Musikvideos bringen dir Reichweite auf Plattformen wie YouTube oder Instagram und sind eine schöne Möglichkeit, dich oder deine Band der Öffentlichkeit zu präsentieren. Was du wissen musst, um mit einfachen Mitteln ein eigenes Musikvideo zu erstellen, erfährst du in diesem Beitrag. Dabei gehen wir die drei Schritte der Videoproduktion nacheinander durch: Vorbereitung, Dreh und Post-Production.
Vorbereitung
Plattformen
Für YouTube benötigst du ein Video im Querformat, normalerweise im Seitenverhältnis 16 zu 9, obwohl auch andere Formate möglich sind. Soziale Netzwerke wie Instagram oder TikTok, aber auch YouTube Shorts brauchen Hochkant-Inhalte im Format 9 zu 16. Und es gibt noch weitere wichtige Unterschiede:
| YouTube | Social Media & YouTube Shorts | |
|---|---|---|
| Format | Querformat (16:9) | Hochformat (9:16) |
| Auflösung | Full HD oder 4K | 1080 px breit, 1920 px hoch |
| Länge | Ganzes Musikvideo | Ausschnitte (z. B. Refrain) – 30 bis 60 s (empfohlen) |
| Uploads | Ein Upload pro Song | Mehrere Varianten/Uploads pro Song |
| Qualität | Ausproduziertes Video | Wenig Schnitte, authentischer Content |
Es ist durchaus möglich, bei einem Dreh Inhalte sowohl für YouTube als auch für Social Media zu produzieren. Idealerweise planst du beim Dreh ein, dass einzelne Szenen auch hochkant gefilmt werden, und positionierst die Kamera entsprechend. Alternativ kannst du auch deine Querformat-Szenen für soziale Netzwerke zuschneiden – das ist aber unter Umständen mit Qualitätseinbußen verbunden.
Konzept
Ein gut ausgearbeitetes Konzept hilft dir, beim Dreh ein klares Ziel vor Augen zu haben.
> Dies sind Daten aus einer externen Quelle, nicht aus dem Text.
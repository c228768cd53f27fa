//! # SPIM DAQ Core Library
//!
//! Acquisition sequencing for a selective-plane illumination microscope and
//! the output pipeline that keeps storage I/O off the capture path.
//!
//! ## Crate Structure
//!
//! - **`config`**: Figment-based configuration (TOML file plus `SPIM_DAQ_`
//!   environment overrides). See `config::SpimConfig`.
//! - **`data`**: The `OutputHandler` contract, an in-memory stack handler, a
//!   TIFF writer and the quota-bounded `AsyncOutputWrapper`.
//! - **`error`**: The `DaqError` enum shared by the engine and the pipeline.
//! - **`experiment`**: Rows and value sets, run parameters, drift
//!   compensation and the `AcquisitionEngine` itself.
//! - **`hardware`**: Capability traits the engine drives devices through,
//!   plus mock devices.
//! - **`logging`**: `tracing-subscriber` initialization.

pub mod config;
pub mod data;
pub mod error;
pub mod experiment;
pub mod hardware;
pub mod logging;

pub use error::{AppResult, DaqError};
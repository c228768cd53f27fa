//! Wall-clock profiling of the acquisition loop.
//!
//! Sections are named with `/` separators (`acquisition/movement`) and may be
//! started and stopped repeatedly; the profiler accumulates total time and the
//! number of intervals per section.

use std::collections::BTreeMap;
use std::fmt::Write as _;
use tokio::time::{Duration, Instant};

#[derive(Debug, Default, Clone)]
struct Section {
    total: Duration,
    intervals: u64,
    started: Option<Instant>,
}

/// Accumulating section timer.
#[derive(Debug, Clone)]
pub struct Profiler {
    name: String,
    began: Instant,
    sections: BTreeMap<String, Section>,
}

impl Profiler {
    /// A profiler whose clock starts now.
    pub fn new(name: impl Into<String>) -> Self {
        Self {
            name: name.into(),
            began: Instant::now(),
            sections: BTreeMap::new(),
        }
    }

    /// Begin timing `section`. Starting a running section is a no-op.
    pub fn start(&mut self, section: &str) {
        let entry = self.sections.entry(section.to_string()).or_default();
        if entry.started.is_none() {
            entry.started = Some(Instant::now());
        }
    }

    /// Stop timing `section` and add the interval to its total.
    pub fn stop(&mut self, section: &str) {
        if let Some(entry) = self.sections.get_mut(section) {
            if let Some(started) = entry.started.take() {
                entry.total += started.elapsed();
                entry.intervals += 1;
            }
        }
    }

    /// Accumulated time for `section`.
    pub fn total(&self, section: &str) -> Duration {
        self.sections
            .get(section)
            .map(|s| s.total)
            .unwrap_or_default()
    }

    /// Number of completed intervals for `section`.
    pub fn intervals(&self, section: &str) -> u64 {
        self.sections.get(section).map(|s| s.intervals).unwrap_or(0)
    }

    /// Human-readable report, one line per section, indented by depth.
    pub fn report(&self) -> String {
        let overall = self.began.elapsed();
        let mut out = format!("{}: {:.3}s\n", self.name, overall.as_secs_f64());
        for (name, section) in &self.sections {
            let depth = name.matches('/').count() + 1;
            let label = name.rsplit('/').next().unwrap_or(name);
            let share = if overall.is_zero() {
                0.0
            } else {
                section.total.as_secs_f64() / overall.as_secs_f64() * 100.0
            };
            let _ = writeln!(
                out,
                "{}{}: {:.3}s over {} ({:.1}%)",
                "  ".repeat(depth),
                label,
                section.total.as_secs_f64(),
                section.intervals,
                share
            );
        }
        out
    }
}
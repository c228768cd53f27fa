//! Integration tests for the acquisition engine
//!
//! These drive complete runs against the mock instrument and check the
//! contract the engine keeps with its output handler and controllers:
//! - exactly one `finalize_acquisition` per run, also on cancel and failure
//! - progress reaching 100% on the abort path
//! - drift corrections applied to the next visit of a row
//! - pause, schedule and sweep behaviour

mod common;

use common::{Call, RecordingHandler, Rig};
use parking_lot::Mutex;
use spim_daq::data::async_output::{AsyncOutputConfig, AsyncOutputWrapper, TEMP_DIR_NAME};
use spim_daq::data::resources::ManualProbe;
use spim_daq::data::StackHandler;
use spim_daq::experiment::anti_drift::{AntiDrift, CorrectionCallback};
use spim_daq::experiment::{
    AcqState, AcquisitionEngine, AcquisitionParams, AxisId, CentroidAntiDrift, CentroidParams,
    IlluminationPolicy, Row, RunEnd, ValueSet, Vector3,
};
use spim_daq::hardware::capabilities::FrameProducer;
use spim_daq::hardware::mock::{MockCamera, MockPattern};
use spim_daq::hardware::Frame;
use spim_daq::DaqError;
use std::sync::Arc;
use std::time::Duration;
use tokio_util::sync::CancellationToken;
use tracing_test::traced_test;

fn three_slice_row(x: f64) -> Row {
    Row::stack(x, 0.0, ValueSet::stepped(0.0, 2.0, 1.0).unwrap(), 0.0)
}

#[tokio::test]
async fn cancel_mid_stack_takes_clean_abort_path() {
    let dir = tempfile::tempdir().unwrap();
    let rig = Rig::new();
    let (handler, journal) = RecordingHandler::new();
    let wrapper = AsyncOutputWrapper::builder(Box::new(handler))
        .output_dir(dir.path())
        .probe(Arc::new(ManualProbe::new(0.9, 1 << 40)))
        .config(AsyncOutputConfig {
            slowed_interval: Duration::from_millis(1),
            ..Default::default()
        })
        .spawn()
        .await
        .unwrap();

    let cancel = CancellationToken::new();
    let progress = Arc::new(Mutex::new(Vec::new()));
    let seen = progress.clone();
    let trigger = cancel.clone();

    let params = AcquisitionParams::builder(rig.setup.clone(), Box::new(wrapper))
        .rows(vec![three_slice_row(0.0), three_slice_row(50.0)])
        .time_series(2, Duration::ZERO)
        .progress(Arc::new(move |timepoint: usize, row: usize, overall: f64| {
            seen.lock().push(overall);
            // First report inside timepoint 0 / row 1 comes after slice 0.
            if timepoint == 0 && row == 1 {
                trigger.cancel();
            }
        }))
        .build()
        .unwrap();

    let mut engine = AcquisitionEngine::new(params);
    let status = engine.status();
    let outcome = engine.run(&cancel).await.unwrap();

    assert_eq!(outcome.end, RunEnd::Cancelled);
    assert_eq!(outcome.frames, 4);
    assert_eq!(journal.finalize_count(), 1);
    assert_eq!(
        journal.calls(),
        vec![
            Call::Begin(0, 0),
            Call::Slice(0, 0, 0),
            Call::Slice(0, 0, 1),
            Call::Slice(0, 0, 2),
            Call::End(0, 0),
            Call::Begin(0, 1),
            Call::Slice(0, 1, 0),
            Call::FinalizeAcquisition,
        ]
    );
    assert_eq!(progress.lock().last().copied(), Some(1.0));
    assert_eq!(outcome.image.map(|i| i.len()), Some(4));
    assert!(!dir.path().join(TEMP_DIR_NAME).exists());

    assert_eq!(status.state(), AcqState::Done);
    assert!(!rig.laser.is_on());
    assert!(rig.shutter.is_auto());
    // Stage returned to where it started.
    assert_eq!(rig.stage(AxisId::X).moves().last().copied(), Some(0.0));
}

/// Reports a fixed correction after every stack.
struct FixedDrift {
    correction: Vector3,
    callback: Option<CorrectionCallback>,
    stacks: usize,
}

impl AntiDrift for FixedDrift {
    fn start_new_stack(&mut self) {
        self.stacks += 1;
    }

    fn tally_slice(&mut self, _offset_hint: Vector3, _frame: &Frame) {}

    fn finish_stack(&mut self) {
        if let Some(callback) = self.callback.as_mut() {
            callback(self.correction);
        }
    }

    fn set_callback(&mut self, callback: CorrectionCallback) {
        self.callback = Some(callback);
    }
}

#[tokio::test(start_paused = true)]
async fn drift_correction_shifts_next_visit() {
    let rig = Rig::new().with_pixel_size(0.5);
    let factory = Arc::new(|_index: usize, _row: &Row| -> Box<dyn AntiDrift> {
        Box::new(FixedDrift {
            correction: Vector3::new(2.0, -1.0, 0.0),
            callback: None,
            stacks: 0,
        })
    });

    let params = AcquisitionParams::builder(rig.setup.clone(), Box::new(StackHandler::new()))
        .rows(vec![Row::at(100.0, 100.0, 50.0, 0.0)])
        .time_series(2, Duration::ZERO)
        .anti_drift(factory)
        .build()
        .unwrap();
    let outcome = AcquisitionEngine::new(params)
        .run(&CancellationToken::new())
        .await
        .unwrap();

    let image = outcome.image.unwrap();
    let first = &image.frames[0].meta;
    let second = &image.frames[1].meta;
    assert_eq!((first.x, first.y, first.z), (100.0, 100.0, 50.0));
    assert_eq!(second.timepoint, 1);
    assert_eq!((second.x, second.y, second.z), (101.0, 99.5, 50.0));

    // Both stacks reported a correction.
    let row = &outcome.rows[0];
    assert_eq!(row.x(), Some(102.0));
    assert_eq!(row.y(), Some(99.0));
    assert_eq!(row.z_start(), Some(50.0));
}

#[tokio::test(start_paused = true)]
async fn centroid_drift_follows_a_moving_spot() {
    let camera = MockCamera::new(32, 32);
    let rig = Rig::with_camera(camera).with_pixel_size(2.0);
    let row = Row::stack(0.0, 0.0, ValueSet::stepped(0.0, 2.0, 1.0).unwrap(), 0.0);

    let progress_camera = rig.camera.clone();
    let params = AcquisitionParams::builder(rig.setup.clone(), Box::new(StackHandler::new()))
        .rows(vec![row])
        .time_series(2, Duration::ZERO)
        .anti_drift(CentroidAntiDrift::factory(CentroidParams::default()))
        .progress(Arc::new(move |timepoint: usize, _row: usize, overall: f64| {
            // After the first stack the spot moves 3 px right.
            if timepoint == 0 && overall >= 0.5 {
                progress_camera.set_pattern(MockPattern::Spot {
                    x: 19.0,
                    y: 16.0,
                    sigma: 1.5,
                    amplitude: 3000.0,
                });
            }
        }))
        .build()
        .unwrap();
    rig.camera.set_pattern(MockPattern::Spot {
        x: 16.0,
        y: 16.0,
        sigma: 1.5,
        amplitude: 3000.0,
    });

    let outcome = AcquisitionEngine::new(params)
        .run(&CancellationToken::new())
        .await
        .unwrap();

    // The first stack only sets the reference; the second reports +3 px.
    let x = outcome.rows[0].x().unwrap();
    assert!((x - 6.0).abs() < 0.5, "row x after correction: {x}");
    let y = outcome.rows[0].y().unwrap();
    assert!(y.abs() < 0.5, "row y after correction: {y}");
}

#[tokio::test(start_paused = true)]
async fn continuous_with_drift_is_rejected_before_motion() {
    let rig = Rig::new();
    let (handler, journal) = RecordingHandler::new();
    let row = Row::stack(0.0, 0.0, ValueSet::continuous(0.0, 10.0, 5.0).unwrap(), 0.0);
    let params = AcquisitionParams::builder(rig.setup.clone(), Box::new(handler))
        .rows(vec![row])
        .continuous(true)
        .anti_drift(CentroidAntiDrift::factory(CentroidParams::default()))
        .build_unchecked();

    let mut engine = AcquisitionEngine::new(params);
    let err = engine.run(&CancellationToken::new()).await.unwrap_err();

    assert!(matches!(err, DaqError::Configuration(_)), "{err}");
    assert_eq!(rig.total_moves(), 0);
    assert_eq!(rig.camera.frame_count(), 0);
    assert!(rig.shutter.is_auto());
    assert_eq!(journal.calls(), vec![Call::FinalizeAcquisition]);
    assert_eq!(engine.status().state(), AcqState::Done);
}

#[tokio::test(start_paused = true)]
async fn device_failure_aborts_with_partial_progress() {
    let rig = Rig::with_camera(
        MockCamera::new(8, 8)
            .with_exposure(Duration::from_millis(1))
            .fail_after(4),
    );
    let (handler, journal) = RecordingHandler::new();
    let last = Arc::new(Mutex::new(0.0));
    let sink = last.clone();
    let params = AcquisitionParams::builder(rig.setup.clone(), Box::new(handler))
        .rows(vec![three_slice_row(0.0), three_slice_row(10.0)])
        .progress(Arc::new(move |_t: usize, _r: usize, overall: f64| {
            *sink.lock() = overall;
        }))
        .build()
        .unwrap();

    let err = AcquisitionEngine::new(params)
        .run(&CancellationToken::new())
        .await
        .unwrap_err();

    let progress = err.progress().unwrap();
    assert!((progress - 4.0 / 6.0).abs() < 1e-9, "progress {progress}");
    match &err {
        DaqError::AcquisitionFailed { source, .. } => {
            assert!(matches!(**source, DaqError::Instrument(_)), "{source}");
        }
        other => panic!("unexpected error {other}"),
    }
    assert!(err.to_string().contains("66.7%"), "{err}");
    assert_eq!(*last.lock(), 1.0);
    assert_eq!(journal.finalize_count(), 1);
    assert_eq!(journal.frames.lock().len(), 4);
    assert!(!rig.laser.is_on());
    assert!(rig.shutter.is_auto());
}

#[tokio::test(start_paused = true)]
#[traced_test]
async fn slow_timepoints_log_behind_schedule() {
    let rig = Rig::with_camera(MockCamera::new(8, 8).with_exposure(Duration::from_millis(30)));
    let params = AcquisitionParams::builder(rig.setup.clone(), Box::new(StackHandler::new()))
        .rows(vec![Row::at(0.0, 0.0, 0.0, 0.0)])
        .time_series(3, Duration::from_millis(10))
        .build()
        .unwrap();

    let outcome = AcquisitionEngine::new(params)
        .run(&CancellationToken::new())
        .await
        .unwrap();

    assert!(outcome.is_complete());
    assert_eq!(outcome.frames, 3);
    assert!(logs_contain("Behind schedule"));
}

#[tokio::test(start_paused = true)]
async fn interval_spaces_timepoints() {
    let rig = Rig::new();
    let params = AcquisitionParams::builder(rig.setup.clone(), Box::new(StackHandler::new()))
        .rows(vec![Row::at(0.0, 0.0, 0.0, 0.0)])
        .time_series(3, Duration::from_secs(5))
        .build()
        .unwrap();
    let mut engine = AcquisitionEngine::new(params);
    let status = engine.status();

    let run = tokio::spawn(async move { engine.run(&CancellationToken::new()).await });
    tokio::time::sleep(Duration::from_secs(1)).await;
    assert_eq!(status.state(), AcqState::Waiting);
    assert!(status.wakes_at().is_some());

    let outcome = run.await.unwrap().unwrap();
    let starts: Vec<f64> = outcome
        .image
        .unwrap()
        .frames
        .iter()
        .map(|f| f.meta.elapsed_ms)
        .collect();
    assert!(starts[1] >= 5000.0 && starts[1] < 5500.0, "{starts:?}");
    assert!(starts[2] >= 10000.0 && starts[2] < 10500.0, "{starts:?}");
    assert!(status.wakes_at().is_none());
}

#[tokio::test(start_paused = true)]
async fn pause_flag_holds_the_run() {
    let rig = Rig::with_camera(MockCamera::new(8, 8).with_exposure(Duration::from_millis(10)));
    let (handler, journal) = RecordingHandler::new();
    let row = Row::stack(0.0, 0.0, ValueSet::stepped(0.0, 19.0, 1.0).unwrap(), 0.0);
    let params = AcquisitionParams::builder(rig.setup.clone(), Box::new(handler))
        .rows(vec![row])
        .pause_poll(Duration::from_millis(5))
        .build()
        .unwrap();
    let mut engine = AcquisitionEngine::new(params);
    let status = engine.status();
    let run = tokio::spawn(async move { engine.run(&CancellationToken::new()).await });

    tokio::time::sleep(Duration::from_millis(50)).await;
    assert_ne!(status.state(), AcqState::Paused);
    status.pause();

    let mut paused = false;
    for _ in 0..100 {
        if status.state() == AcqState::Paused {
            paused = true;
            break;
        }
        tokio::time::sleep(Duration::from_millis(1)).await;
    }
    assert!(paused, "engine never reported Paused");

    let held = journal.frames.lock().len();
    tokio::time::sleep(Duration::from_millis(500)).await;
    assert_eq!(journal.frames.lock().len(), held);
    assert!(held < 20);

    status.resume();
    assert_ne!(status.state(), AcqState::Paused);

    let outcome = run.await.unwrap().unwrap();
    assert!(outcome.is_complete());
    assert_eq!(outcome.frames, 20);
}

#[tokio::test(start_paused = true)]
async fn continuous_sweep_streams_until_stage_stops() {
    let rig = Rig::with_camera(MockCamera::new(8, 8).with_exposure(Duration::from_millis(10)));
    let row = Row::stack(0.0, 0.0, ValueSet::continuous(0.0, 100.0, 1000.0).unwrap(), 0.0);
    let params = AcquisitionParams::builder(rig.setup.clone(), Box::new(StackHandler::new()))
        .rows(vec![row])
        .continuous(true)
        .illumination(IlluminationPolicy::PerFrame)
        .build()
        .unwrap();

    let outcome = AcquisitionEngine::new(params)
        .run(&CancellationToken::new())
        .await
        .unwrap();

    let image = outcome.image.unwrap();
    assert!(image.len() >= 5, "only {} frames", image.len());
    let z: Vec<f64> = image.frames.iter().map(|f| f.meta.z).collect();
    assert!(z.windows(2).all(|w| w[0] <= w[1]), "{z:?}");
    assert!(z.iter().all(|v| (0.0..=100.0).contains(v)), "{z:?}");
    let slices: Vec<usize> = image.frames.iter().map(|f| f.meta.slice).collect();
    assert_eq!(slices, (0..image.len()).collect::<Vec<_>>());

    // Sweep speed applied, then the previous velocity restored.
    assert_eq!(rig.stage(AxisId::Z).velocity_log(), vec![1000.0, 10_000.0]);
    assert_eq!(rig.laser.enable_count(), 1);
    assert!(!rig.laser.is_on());
}

#[tokio::test(start_paused = true)]
async fn summary_is_written_next_to_output() {
    let dir = tempfile::tempdir().unwrap();
    let path = dir.path().join("run-summary.json");
    let rig = Rig::new();
    let params = AcquisitionParams::builder(rig.setup.clone(), Box::new(StackHandler::new()))
        .rows(vec![three_slice_row(0.0)])
        .time_series(2, Duration::ZERO)
        .profile(true)
        .summary_path(&path)
        .build()
        .unwrap();
    let outcome = AcquisitionEngine::new(params)
        .run(&CancellationToken::new())
        .await
        .unwrap();

    let text = std::fs::read_to_string(&path).unwrap();
    let json: serde_json::Value = serde_json::from_str(&text).unwrap();
    assert_eq!(json["outcome"], "completed");
    assert_eq!(json["frames"], 6);
    assert_eq!(json["timepoints"], 2);
    assert_eq!(json["run_id"], outcome.summary.run_id.to_string());
}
Nach einem ersten Brainstorming suchst du dir am besten Referenzen, sammelst Ideen und erarbeitest daraus dein Konzept für das Musikvideo. Für den Beginn ist es am einfachsten, wenn du die beteiligten Musiker:innen zeigst, wie sie den Song performen – zum Beispiel im Proberaum, in einer spannenden Location oder auf einer Bühne. Diese Aufnahmen alleine können schon ein rundes und vollumfängliches Musikvideo ergeben – und sind auch eine gute Grundlage für ein umfangreicheres Video, bei dem du beispielsweise weitere Szenen hinzufügst, die eine Geschichte erzählen. Mit umfangreicher Geschichte und vielen beteiligten Personen/Schauspieler:innen steigt natürlich auch die Komplexität des Drehs – konzentriere dich daher für den Anfang am besten auf reine Performance-Szenen.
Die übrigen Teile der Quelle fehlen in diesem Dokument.